Writer's picture: Arpit ChaturvediArpit Chaturvedi


(In Front of Cornell university Clock tower, Ithaca, New York, May 2018: as a Recent Graduate with a Master of Public Administration Degree from Cornell Institute for Public Affairs)


(Singapore, January 2019: On way to become a Lecturer at the San Francisco State University)


Today, I woke up in a contemplative mood from an afternoon nap and it almost felt like I was in 2019. I was in the US at that time as well, teaching at San Francisco State University. The weather was moderately hot, and news of elections was pouring in from India. As a freshly minted graduate of Cornell University, I woke up with the desire to open my laptop and absentmindedly play a chess game on chess.com, while thinking about what I was going to do with my career and what the future held. When I woke up today, it almost felt like everything that happened between 2019 and now was a dream that passed during an afternoon siesta. A lot had happened in the meantime, and nothing went as per the plans.


I worked on helping set up a policy institution in India, got married, co-founded an educational business with my cousin, attended the World Economic Forum in Davos, G20 meetings, a briefing at the US Senate, a debate at the British Parliament, and moderated discussions with the EFTA trading bloc with parliamentarians from Switzerland, Norway, Iceland, and Liechtenstein for an agreement that got signed between India and these countries, which is likely to bring $100 billion of investments into India over the next decade. In 2019, I used to think how fantastic it would be if I could interview an ambassador.
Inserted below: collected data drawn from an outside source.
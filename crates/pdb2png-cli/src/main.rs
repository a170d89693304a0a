mod cli;
mod commands;
mod config;
mod error;
mod logging;
mod utils;

use crate::cli::Cli;
use crate::error::{CliError, Result};
use clap::{CommandFactory, Parser};
use clap::error::ErrorKind;
use tracing::{debug, error, info};

fn main() {
    let cli = match Cli::try_parse() {
        Ok(cli) => cli,
        Err(e) => {
            // Help and version requests are not failures.
            if matches!(e.kind(), ErrorKind::DisplayHelp | ErrorKind::DisplayVersion) {
                let _ = e.print();
                std::process::exit(0);
            }
            eprintln!("{}", e.render());
            let _ = Cli::command().write_help(&mut std::io::stderr());
            std::process::exit(1);
        }
    };

    if let Err(e) = run_app(cli) {
        eprintln!("\n❌ Error: {}", e);
        std::process::exit(1);
    }
}

fn run_app(cli: Cli) -> Result<()> {
    logging::setup_logging(cli.verbose, cli.quiet, cli.log_file.as_deref())?;

    let (panic_hook, eyre_hook) = color_eyre::config::HookBuilder::default().into_hooks();
    eyre_hook.install().map_err(|e| CliError::Other(e.into()))?;
    std::panic::set_hook(Box::new(move |pi| {
        error!("{}", panic_hook.panic_report(pi));
    }));

    info!("pdb2png v{} starting up.", env!("CARGO_PKG_VERSION"));
    debug!("Full CLI arguments parsed: {:?}", &cli);

    let result = if cli.list_styles {
        info!("Dispatching to style listing.");
        commands::styles::run(&cli)
    } else {
        info!("Dispatching to render.");
        commands::render::run(&cli)
    };

    match &result {
        Ok(_) => info!("✅ Command completed successfully."),
        Err(e) => error!("❌ Command failed: {}", e),
    }
    result
}
//! # Workflows Module
//!
//! High-level entry points that run a complete render against a [`Session`](crate::engine::session::Session).
//!
//! - **Render Workflow** ([`render`]) - Structure in, ray-traced PNG out: loading,
//!   camera setup, chain coloring, ligand focus, solvent hiding, styling and saving.

pub mod render;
Now, I am fortunate enough to have done so on many occasions and can call many ambassadors mentors and friends.


I created platforms for businesses and technology institutes as well as other academic institutions to come together and mentored many young policy professionals and students who ended up on great career paths, many of them attending Ivy League universities in top policy programs in the US, UK, Europe, and India. I also got married and managed a house with my wife in New Delhi as well as in Ithaca, New York. We got a chance to host a lot of friends from outside of India at my home in India and Indian friends in the US. We travelled many places together including Jaisalmer, Dubai, Edinburgh, London, New York, New Jersey, and Ithaca. Back in 2019, I was the only Cornelian in my family, and now we are three, with my younger sister and my wife also having graduated from Cornell.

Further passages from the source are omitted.